* What you need to do *
In the material below, how many lines contain "SessionId"? Answer with the number alone.
*** Opening of Available data ***
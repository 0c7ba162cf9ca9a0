//! Bounded ingest queue from C1 into C2 with drop-oldest backpressure (§4.1, §5).
//!
//! A stock `tokio::sync::mpsc` channel rejects the *newest* item when full;
//! §4.1 requires the opposite ("on channel full, drop oldest and increment
//! a drop counter"), so this is the one hand-rolled concurrency primitive
//! in the crate (per the Design Notes). Built on `parking_lot::Mutex` +
//! `tokio::sync::Notify`, preferring `parking_lot` over `std::sync` for
//! size and fairness under contention.

use crate::models::MetricPoint;
use parking_lot::Mutex;
use std::collections::VecDeque;
use std::sync::atomic::{AtomicU64, Ordering};
use std::sync::Arc;
use std::time::Instant;
use tokio::sync::Notify;

/// A point tagged with the session it belongs to. Identity resolution
/// (§4.1) happens once per ingested batch in C1, not once per point, so
/// this is what actually flows through the queue into the drain loop.
#[derive(Debug, Clone)]
pub struct IngestItem {
    pub session_id: String,
    pub point: MetricPoint,
}

struct Inner {
    items: Mutex<VecDeque<IngestItem>>,
    capacity: usize,
    notify: Notify,
    dropped: AtomicU64,
    closed: std::sync::atomic::AtomicBool,
    saturated_since: Mutex<Option<Instant>>,
}

/// Multi-producer, single-consumer bounded queue that sheds the oldest
/// entry instead of rejecting the newest one when full.
#[derive(Clone)]
pub struct IngestQueue {
    inner: Arc<Inner>,
}

impl IngestQueue {
    pub fn new(capacity: usize) -> Self {
        Self {
            inner: Arc::new(Inner {
                items: Mutex::new(VecDeque::with_capacity(capacity)),
                capacity: capacity.max(1),
                notify: Notify::new(),
                dropped: AtomicU64::new(0),
                closed: std::sync::atomic::AtomicBool::new(false),
                saturated_since: Mutex::new(None),
            }),
        }
    }

    /// Push a point, preserving per-request ordering (§4.1 concurrency
    /// note). Evicts the oldest entry on overflow and bumps the drop
    /// counter rather than rejecting this point.
    pub fn push(&self, item: IngestItem) {
        {
            let mut items = self.inner.items.lock();
            if items.len() >= self.inner.capacity {
                items.pop_front();
                self.inner.dropped.fetch_add(1, Ordering::Relaxed);
            }
            items.push_back(item);
            if items.len() >= self.inner.capacity {
                self.inner.saturated_since.lock().get_or_insert_with(Instant::now);
            } else {
                *self.inner.saturated_since.lock() = None;
            }
        }
        self.inner.notify.notify_one();
    }

    /// Push a whole batch, preserving its internal order.
    pub fn push_batch(&self, items: impl IntoIterator<Item = IngestItem>) {
        for item in items {
            self.push(item);
        }
    }

    /// Pop the oldest point, waiting if the queue is empty.
    pub async fn pop(&self) -> Option<IngestItem> {
        loop {
            {
                let mut items = self.inner.items.lock();
                if let Some(p) = items.pop_front() {
                    if items.len() < self.inner.capacity {
                        *self.inner.saturated_since.lock() = None;
                    }
                    return Some(p);
                }
            }
            if self.inner.closed.load(Ordering::Acquire) {
                return None;
            }
            self.inner.notify.notified().await;
        }
    }

    pub fn len(&self) -> usize {
        self.inner.items.lock().len()
    }

    pub fn is_empty(&self) -> bool {
        self.len() == 0
    }

    pub fn is_saturated(&self) -> bool {
        self.len() >= self.inner.capacity
    }

    /// Whether `close()` has been called (§5 shutdown sequence: "the
    /// receiver stops accepting"). Readiness probes use this as a proxy for
    /// C1/C2 no longer being operational.
    pub fn is_closed(&self) -> bool {
        self.inner.closed.load(Ordering::Acquire)
    }

    /// How long the queue has been continuously at capacity, if it is right
    /// now. Backs C1's "503 if the downstream channel has been full for
    /// more than `shedTimeout`" rule (§4.1) -- a bare `is_saturated` bool
    /// can't distinguish a queue that just filled up from one stuck full.
    pub fn saturated_duration(&self) -> Option<std::time::Duration> {
        self.inner.saturated_since.lock().map(|since| since.elapsed())
    }

    pub fn dropped_count(&self) -> u64 {
        self.inner.dropped.load(Ordering::Relaxed)
    }

    /// Signal the consumer to stop waiting once drained (graceful shutdown, §5).
    pub fn close(&self) {
        self.inner.closed.store(true, Ordering::Release);
        self.inner.notify.notify_waiters();
    }
}

#[cfg(test)]
mod tests {
    use super::*;
    use std::collections::HashMap;

    fn item(name: &str, ts: i64) -> IngestItem {
        IngestItem {
            session_id: "s-1".to_string(),
            point: MetricPoint {
                name: name.to_string(),
                value: crate::models::MetricValue::Int(1),
                timestamp_ns: ts,
                attributes: HashMap::new(),
                is_delta: false,
            },
        }
    }

    #[test]
    fn overflow_drops_oldest_not_newest() {
        let q = IngestQueue::new(2);
        q.push(item("a", 1));
        q.push(item("b", 2));
        q.push(item("c", 3));
        assert_eq!(q.dropped_count(), 1);
        assert_eq!(q.len(), 2);
        let first = q.inner.items.lock().front().cloned().unwrap();
        assert_eq!(first.point.name, "b");
    }

    #[tokio::test]
    async fn pop_preserves_fifo_order() {
        let q = IngestQueue::new(8);
        q.push(item("a", 1));
        q.push(item("b", 2));
        assert_eq!(q.pop().await.unwrap().point.name, "a");
        assert_eq!(q.pop().await.unwrap().point.name, "b");
    }

    #[tokio::test]
    async fn pop_returns_none_after_close_when_drained() {
        let q = IngestQueue::new(4);
        q.push(item("a", 1));
        q.close();
        assert_eq!(q.pop().await.unwrap().point.name, "a");
        assert!(q.pop().await.is_none());
    }

    #[tokio::test]
    async fn saturated_duration_tracks_continuous_fullness() {
        let q = IngestQueue::new(1);
        assert!(q.saturated_duration().is_none());

        q.push(item("a", 1));
        assert!(q.saturated_duration().is_some());

        // still full after overflow (push evicts then re-fills to capacity).
        q.push(item("b", 2));
        assert!(q.saturated_duration().is_some());

        q.pop().await;
        assert!(q.saturated_duration().is_none());
    }
}
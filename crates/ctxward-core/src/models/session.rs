//! Session identity, status, execution plan and the per-session record (§3).

use crate::models::{Aggregate, LearnedThresholds};
use serde::{Deserialize, Serialize};
use std::borrow::Borrow;
use std::collections::HashMap;
use std::fmt;
use std::ops::Deref;
use std::time::{SystemTime, UNIX_EPOCH};

/// Opaque session identifier. Treated as an uninterpreted string per §3.
#[derive(Debug, Clone, PartialEq, Eq, Hash, Serialize, Deserialize)]
#[serde(transparent)]
pub struct SessionId(String);

impl SessionId {
    pub fn as_str(&self) -> &str {
        &self.0
    }
}

impl From<String> for SessionId {
    fn from(s: String) -> Self {
        Self(s)
    }
}

impl From<&str> for SessionId {
    fn from(s: &str) -> Self {
        Self(s.to_string())
    }
}

impl fmt::Display for SessionId {
    fn fmt(&self, f: &mut fmt::Formatter<'_>) -> fmt::Result {
        write!(f, "{}", self.0)
    }
}

impl Deref for SessionId {
    type Target = str;
    fn deref(&self) -> &str {
        &self.0
    }
}

impl Borrow<str> for SessionId {
    fn borrow(&self) -> &str {
        &self.0
    }
}

/// Coarser grouping used for fleet-level patterns and display only (§ Glossary).
#[derive(Debug, Clone, PartialEq, Eq, Hash, Serialize, Deserialize)]
#[serde(transparent)]
pub struct ProjectId(String);

impl ProjectId {
    pub fn as_str(&self) -> &str {
        &self.0
    }
}

impl From<String> for ProjectId {
    fn from(s: String) -> Self {
        Self(s)
    }
}

impl From<&str> for ProjectId {
    fn from(s: &str) -> Self {
        Self(s.to_string())
    }
}

impl fmt::Display for ProjectId {
    fn fmt(&self, f: &mut fmt::Formatter<'_>) -> fmt::Result {
        write!(f, "{}", self.0)
    }
}

/// Session lifecycle status (§3).
#[derive(Debug, Clone, Copy, PartialEq, Eq, Serialize, Deserialize)]
#[serde(rename_all = "kebab-case")]
pub enum SessionStatus {
    Active,
    Idle,
    WrappingUp,
    Closed,
}

/// Task status inside an [`ExecutionPlan`] (§3).
#[derive(Debug, Clone, Copy, PartialEq, Eq, Serialize, Deserialize)]
#[serde(rename_all = "snake_case")]
pub enum TaskStatus {
    Pending,
    InProgress,
    Completed,
    Failed,
}

/// One task in a session's execution plan. Opaque to the core beyond its
/// status/progress fields, which drive no governor decisions by themselves.
#[derive(Debug, Clone, Serialize, Deserialize)]
pub struct Task {
    pub id: String,
    pub content: String,
    pub status: TaskStatus,
    /// 0-100.
    pub progress: u8,
    pub active_form: Option<String>,
}

/// Ordered sequence of tasks owned by a session, updated by external
/// callers through `POST /api/sessions/:id/plan` (§3, §4.8).
#[derive(Debug, Clone, Default, Serialize, Deserialize)]
pub struct ExecutionPlan {
    pub tasks: Vec<Task>,
}

impl ExecutionPlan {
    pub fn replace(&mut self, tasks: Vec<Task>) {
        self.tasks = tasks;
    }
}

/// Freeform progress fields an external controller can push via
/// `POST /api/sessions/:id/update` (§4.8). Opaque to the governor: these
/// never feed the decision ladder, they only ride along for display.
#[derive(Debug, Clone, Default, Serialize, Deserialize)]
pub struct ExternalStatus {
    pub current_task: Option<String>,
    pub phase: Option<String>,
    pub quality_score: Option<f64>,
    pub iteration: Option<u64>,
}

impl ExternalStatus {
    /// Apply whichever fields were present in the request; absent fields
    /// keep their previous value rather than being reset to `None`.
    pub fn apply(&mut self, update: ExternalStatusUpdate) {
        if update.current_task.is_some() {
            self.current_task = update.current_task;
        }
        if update.phase.is_some() {
            self.phase = update.phase;
        }
        if update.quality_score.is_some() {
            self.quality_score = update.quality_score;
        }
        if update.iteration.is_some() {
            self.iteration = update.iteration;
        }
    }
}

/// Wire shape for `POST /api/sessions/:id/update`; every field optional so a
/// caller can patch just one of them.
#[derive(Debug, Clone, Default, Deserialize)]
pub struct ExternalStatusUpdate {
    pub current_task: Option<String>,
    pub phase: Option<String>,
    pub quality_score: Option<f64>,
    pub iteration: Option<u64>,
}

/// Monotonic epoch-millisecond timestamp helper. The governor treats event
/// times as monotonic per §3; callers outside this module should not reach
/// for `SystemTime` directly so that tests can inject times.
pub fn now_millis() -> u64 {
    SystemTime::now()
        .duration_since(UNIX_EPOCH)
        .map(|d| d.as_millis() as u64)
        .unwrap_or(0)
}

/// The live, in-memory record for one session (§3 `Session` entity).
#[derive(Debug, Clone, Serialize, Deserialize)]
pub struct SessionRecord {
    pub session_id: SessionId,
    pub project_id: ProjectId,
    pub model: Option<String>,
    pub created_at: u64,
    pub last_seen_at: u64,
    pub status: SessionStatus,

    pub current_tokens: u64,
    pub window_size: u64,
    pub utilization: f64,
    pub token_velocity: f64,

    pub operations: u64,
    pub checkpoints: u64,
    pub compaction_saves: u64,

    pub execution_plan: ExecutionPlan,
    pub external: ExternalStatus,
    pub thresholds: LearnedThresholds,

    /// Per-metric aggregates, keyed by metric name (§3 `Aggregate`).
    pub aggregates: HashMap<String, Aggregate>,

    /// Set when a `claude.context.reset` was observed and the next
    /// `claude.tokens.total` reading should be treated as a new baseline
    /// rather than a compaction (§4.2, Open Question #1).
    pub pending_reset_at: Option<u64>,

    /// Timestamp of the last sample used for velocity/compaction detection,
    /// to avoid mixing units across metrics with different cadences.
    pub last_tokens_sample_at: Option<u64>,
    pub last_tokens_sample_value: Option<u64>,
    /// Whether `token_velocity` has ever been set from a real sample pair;
    /// the first pair defines the baseline directly instead of blending
    /// against an artificial zero.
    pub velocity_initialized: bool,

    pub errors: u64,
    pub suspicious_collisions: u64,
}

impl SessionRecord {
    pub fn new(
        session_id: SessionId,
        project_id: ProjectId,
        model: Option<String>,
        window_size: u64,
        thresholds: LearnedThresholds,
        now: u64,
    ) -> Self {
        Self {
            session_id,
            project_id,
            model,
            created_at: now,
            last_seen_at: now,
            status: SessionStatus::Active,
            current_tokens: 0,
            window_size,
            utilization: 0.0,
            token_velocity: 0.0,
            operations: 0,
            checkpoints: 0,
            compaction_saves: 0,
            execution_plan: ExecutionPlan::default(),
            external: ExternalStatus::default(),
            thresholds,
            aggregates: HashMap::new(),
            pending_reset_at: None,
            last_tokens_sample_at: None,
            last_tokens_sample_value: None,
            velocity_initialized: false,
            errors: 0,
            suspicious_collisions: 0,
        }
    }

    /// Recompute `utilization` from `current_tokens`/`window_size`, clamping
    /// per the `utilization ∈ [0, 1]` invariant (§3 Invariants).
    pub fn recompute_utilization(&mut self) -> bool {
        let raw = self.current_tokens as f64 / self.window_size.max(1) as f64;
        let clamped = raw.clamp(0.0, 1.0);
        self.utilization = clamped;
        raw > 1.0
    }
}

#[cfg(test)]
mod tests {
    use super::*;
    use crate::models::LearnedThresholds;

    #[test]
    fn utilization_clamps_and_flags_overflow() {
        let mut rec = SessionRecord::new(
            "s-1".into(),
            "p".into(),
            None,
            200_000,
            LearnedThresholds::default(),
            0,
        );
        rec.current_tokens = 300_000;
        let clamped = rec.recompute_utilization();
        assert!(clamped);
        assert_eq!(rec.utilization, 1.0);
    }

    #[test]
    fn utilization_normal_range_not_flagged() {
        let mut rec = SessionRecord::new(
            "s-1".into(),
            "p".into(),
            None,
            200_000,
            LearnedThresholds::default(),
            0,
        );
        rec.current_tokens = 150_000;
        let clamped = rec.recompute_utilization();
        assert!(!clamped);
        assert!((rec.utilization - 0.75).abs() < 1e-9);
    }

    #[test]
    fn session_id_derefs_to_str() {
        let id: SessionId = "abc".into();
        assert_eq!(&*id, "abc");
        assert_eq!(id.to_string(), "abc");
    }
}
*** Close of Available data ***
* Exercise response *
10